> TASK BRIEF
In the listing below, count the lines that contain the string "through", and state that number without further words.

--- EXCERPTED DATA Enclosed Below ---

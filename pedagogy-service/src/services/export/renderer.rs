//! HTML to DOCX/PDF converters.

use super::executor::CommandExecutor;
use super::{ExportError, ExportFormat};
use async_trait::async_trait;
use std::path::{Path, PathBuf};
use uuid::Uuid;

#[async_trait]
pub trait DocumentRenderer: Send + Sync {
    /// Convert a complete HTML document into the target format.
    async fn render(&self, html: &str) -> Result<Vec<u8>, ExportError>;
}

/// Scratch files for one conversion, removed on drop.
struct Scratch {
    input: PathBuf,
    output: PathBuf,
}

impl Scratch {
    fn new(temp_dir: &Path, extension: &str) -> Self {
        let stem = format!("pedagogy-export-{}", Uuid::new_v4());
        Self {
            input: temp_dir.join(format!("{}.html", stem)),
            output: temp_dir.join(format!("{}.{}", stem, extension)),
        }
    }

    fn input(&self) -> Result<&str, ExportError> {
        path_str(&self.input)
    }

    fn output(&self) -> Result<&str, ExportError> {
        path_str(&self.output)
    }
}

impl Drop for Scratch {
    fn drop(&mut self) {
        for path in [&self.input, &self.output] {
            match std::fs::remove_file(path) {
                Ok(()) => {}
                // The converter may have failed before writing its output.
                Err(e) if e.kind() == std::io::ErrorKind::NotFound => {}
                Err(e) => {
                    tracing::debug!(path = %path.display(), error = %e, "Failed to remove export scratch file")
                }
            }
        }
    }
}

fn path_str(path: &Path) -> Result<&str, ExportError> {
    path.to_str()
        .ok_or_else(|| ExportError::Failed(format!("Non UTF-8 temp path: {}", path.display())))
}

/// Converts through a program that reads an HTML file and writes the output file.
async fn convert(
    executor: &CommandExecutor,
    program: &str,
    temp_dir: &Path,
    format: ExportFormat,
    html: &str,
    args: impl FnOnce(&str, &str) -> Vec<String>,
) -> Result<Vec<u8>, ExportError> {
    let scratch = Scratch::new(temp_dir, format.extension());
    tokio::fs::write(&scratch.input, html).await?;

    let args = args(scratch.input()?, scratch.output()?);
    let args: Vec<&str> = args.iter().map(String::as_str).collect();
    executor.execute(program, &args, temp_dir).await?;

    let bytes = tokio::fs::read(&scratch.output).await?;
    if bytes.is_empty() {
        return Err(ExportError::Failed(format!(
            "{} produced an empty {} file",
            program,
            format.as_str()
        )));
    }
    Ok(bytes)
}

/// DOCX through `pandoc`.
pub struct PandocDocxRenderer {
    program: String,
    executor: CommandExecutor,
    temp_dir: PathBuf,
}

impl PandocDocxRenderer {
    pub fn new(program: impl Into<String>, executor: CommandExecutor, temp_dir: PathBuf) -> Self {
        Self {
            program: program.into(),
            executor,
            temp_dir,
        }
    }
}

#[async_trait]
impl DocumentRenderer for PandocDocxRenderer {
    async fn render(&self, html: &str) -> Result<Vec<u8>, ExportError> {
        convert(
            &self.executor,
            &self.program,
            &self.temp_dir,
            ExportFormat::Docx,
            html,
            |input, output| {
                vec![
                    "--from=html".to_string(),
                    "--to=docx".to_string(),
                    "--output".to_string(),
                    output.to_string(),
                    input.to_string(),
                ]
            },
        )
        .await
    }
}

/// PDF through `wkhtmltopdf`.
pub struct WkhtmltopdfRenderer {
    program: String,
    executor: CommandExecutor,
    temp_dir: PathBuf,
}

impl WkhtmltopdfRenderer {
    pub fn new(program: impl Into<String>, executor: CommandExecutor, temp_dir: PathBuf) -> Self {
        Self {
            program: program.into(),
            executor,
            temp_dir,
        }
    }
}

#[async_trait]
impl DocumentRenderer for WkhtmltopdfRenderer {
    async fn render(&self, html: &str) -> Result<Vec<u8>, ExportError> {
        convert(
            &self.executor,
            &self.program,
            &self.temp_dir,
            ExportFormat::Pdf,
            html,
            |input, output| {
                [
                    "--quiet",
                    "--encoding",
                    "utf-8",
                    "--page-size",
                    "A4",
                    "--footer-center",
                    "[page]",
                    input,
                    output,
                ]
                .map(str::to_string)
                .to_vec()
            },
        )
        .await
    }
}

--- End of Enclosed EXCERPTED DATA ---

> RESULT BELOW
3